Almost all EAI middleware uses some form of queue BizTalk: MSMQ, MassTransit: MSMQ, RabbitMQ, ActiveMQ, etc, NServiceBus MSMQ, Azure Queue, etc.

Other

Technically the other options are considered message queues; but they’re not message queues in and of themselves; they just operate like a message queue.  Like databases, RPC, web services, etc.

When to use which option

So now that I’ve confused the horizon with a bunch more terminology and a fair share of technobabble, why would you choose one over another?

The reason I divided the options in to two is because the choice on which to use should really be based on the impetus behind the composition of the system.

If you need to integrate legacy or disparate 3rd party services together, enterprise service buses are definitely the way to go.  If you’re dealing with integrating many components together with much routing and translation requirements, and a high number of messages, ESBs will help you immensely.  If your scalability requirements are very low, going the broker route is probably more than adequate.  The impetus here is the integration; but you don’t want to make a system completely unusable because it can’t scale.

But, if you have control over all the components in your system and your overall impetus is the distribution of work and horizontal scalability, then your focus is on performance not integration.  You want your endpoints to communicate in the most efficient manner and not be bogged down by unnecessary translations and routing. In which case you most likely want to avoid ESBs.

ESBs are kind of a Golden Hammer at the moment. ESB implies a SOA, web services, certain discoverability, lack of control of some or all components, etc.  If you *do* have control over all the components and don’t specifically require SOA, Web Services, and discoverability; implementing specifically to work with an ESB seems overkill.  If your have control over all components in your system and every message coming from a producer can be directly accepted by the consumer, you don’t need any of the translation aspects of ESBs.  You end up really only gaining in the routing aspect of ESB—which if you control all the components in your system, should be fairly static.

Message-Oriented Architecture is a Misleading Term

I recently blogged about Message-Oriented Architecture (and Message-Oriented Middleware, MOM).  The technology leads to extremely flexible and scalable applications; but it really distracts from the system.  It’s like calling a standard single-process application as Control-Unit Oriented Architecture.  Sure, the application is divided into instructions that eventually make their way to the control unit of the CPU; but that’s not only a implementation detail of the application; it’s an essential implementation detail. It’s pretty hard to write an application that doesn’t eventually distil down to instructions given to a control unit of a CPU.

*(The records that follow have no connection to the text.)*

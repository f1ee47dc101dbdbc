//! Column type inference for delimited sources.
//!
//! Spreadsheet cells arrive typed from the workbook; CSV exports do not, so
//! every column is sampled and narrowed to the most specific type that all of
//! its non-empty values satisfy.

use crate::data::{parse_naive_date, parse_naive_datetime};

#[derive(Debug, Clone, PartialEq, Eq)]
pub enum ColumnType {
    String,
    Integer,
    Float,
    Boolean,
    Date,
    DateTime,
}

#[derive(Debug, Clone)]
struct TypeCandidate {
    possible_integer: bool,
    possible_float: bool,
    possible_boolean: bool,
    possible_date: bool,
    possible_datetime: bool,
    observed: bool,
}

impl TypeCandidate {
    fn new() -> Self {
        Self {
            possible_integer: true,
            possible_float: true,
            possible_boolean: true,
            possible_date: true,
            possible_datetime: true,
            observed: false,
        }
    }

    fn observe(&mut self, raw: &str) {
        let value = raw.trim();
        if value.is_empty() {
            return;
        }
        self.observed = true;
        if self.possible_boolean
            && !matches!(
                value.to_ascii_lowercase().as_str(),
                "true" | "false" | "t" | "f" | "yes" | "no" | "y" | "n"
            )
        {
            self.possible_boolean = false;
        }
        let leading_zero = has_significant_leading_zero(value);
        if self.possible_integer && (leading_zero || value.parse::<i64>().is_err()) {
            self.possible_integer = false;
        }
        if self.possible_float && (leading_zero || value.parse::<f64>().is_err()) {
            self.possible_float = false;
        }
        if self.possible_date && parse_naive_date(value).is_err() {
            self.possible_date = false;
        }
        if self.possible_datetime && parse_naive_datetime(value).is_err() {
            self.possible_datetime = false;
        }
    }

    fn decide(&self) -> ColumnType {
        if !self.observed {
            ColumnType::String
        } else if self.possible_boolean {
            ColumnType::Boolean
        } else if self.possible_integer {
            ColumnType::Integer
        } else if self.possible_float {
            ColumnType::Float
        } else if self.possible_date {
            ColumnType::Date
        } else if self.possible_datetime {
            ColumnType::DateTime
        } else {
            ColumnType::String
        }
    }
}

/// Postal codes and tax ids such as `08001` must keep their leading zero.
fn has_significant_leading_zero(value: &str) -> bool {
    let digits = value.strip_prefix('-').unwrap_or(value);
    digits.len() > 1 && digits.starts_with('0') && !digits.starts_with("0.")
}

/// Infers one [`ColumnType`] per column from every decoded row.
pub fn infer_column_types(width: usize, rows: &[Vec<String>]) -> Vec<ColumnType> {
    let mut candidates = vec![TypeCandidate::new(); width];
    for row in rows {
        for (candidate, field) in candidates.iter_mut().zip(row.iter()) {
            candidate.observe(field);
        }
    }
    candidates.iter().map(TypeCandidate::decide).collect()
}

#[cfg(test)]
mod tests {
    use super::*;

    fn rows(values: &[&[&str]]) -> Vec<Vec<String>> {
        values
            .iter()
            .map(|row| row.iter().map(|v| v.to_string()).collect())
            .collect()
    }

    #[test]
    fn infers_numeric_date_and_text_columns() {
        let data = rows(&[
            &["1", "12.50", "2024-01-15", "Madrid"],
            &["2", "3", "2024-02-01", "Sevilla"],
        ]);
        let types = infer_column_types(4, &data);
        assert_eq!(
            types,
            vec![
                ColumnType::Integer,
                ColumnType::Float,
                ColumnType::Date,
                ColumnType::String
            ]
        );
    }

    #[test]
    fn leading_zero_codes_stay_text() {
        let data = rows(&[&["08001", "0"], &["28013", "0.5"]]);
        let types = infer_column_types(2, &data);
        assert_eq!(types, vec![ColumnType::String, ColumnType::Float]);
    }

    #[test]
    fn empty_columns_default_to_string() {
        let data = rows(&[&["", "2024-01-15 10:30:00"], &["", ""]]);
        let types = infer_column_types(2, &data);
        assert_eq!(types, vec![ColumnType::String, ColumnType::DateTime]);
    }
}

And that’s kind of the problem with Message-Oriented Architecture.  Messaging facilitates distributed systems; but you can’t implement a distributed system without some sort of messaging.  MOM comes into play when you don’t want to have to implement your own layer or code to broker communications.  MOM is middleware that you acquire the distribute messages from producers to consumers.  You don’t have to use MOM to do messaging; but, you can’t do distributed without messaging—at least in some form.

What, you say?  If that’s the case then why are things like MOM and message-oriented architectures just now coming into focus?  Well, it’s true, MOM is a fairly recent technology on the software scene.  Mostly because we’ve been simply accepting Moore’s law as a way of scaling our applications.  Now that Moore’s law is slowing down, we have to scale our applications much more differently.  Technologies like Map/Reduce, cloud, etc. are mechanisms for horizontally scaling our systems rather than upgrading a computer to make our software go faster (vertical scaling).  Technologies like cloud and map/reduce give us ways to break up the work and execute it elastically on multiple computers; but it doesn’t give us a way for our individual components of our system to communicate between each other.

I think message-orientation, although not really new, has come to the forefront simply because it’s so inherent to designing and implementing distributed systems.

A distributed system is composed of many processes—it’s a composite system.  Writing distributed systems is the art of creating composable systems.

I’m going to continue with my series of posts relating to messaging between processes in a distributed system with a focus on message-oriented middleware; but, keep implementation details in mind.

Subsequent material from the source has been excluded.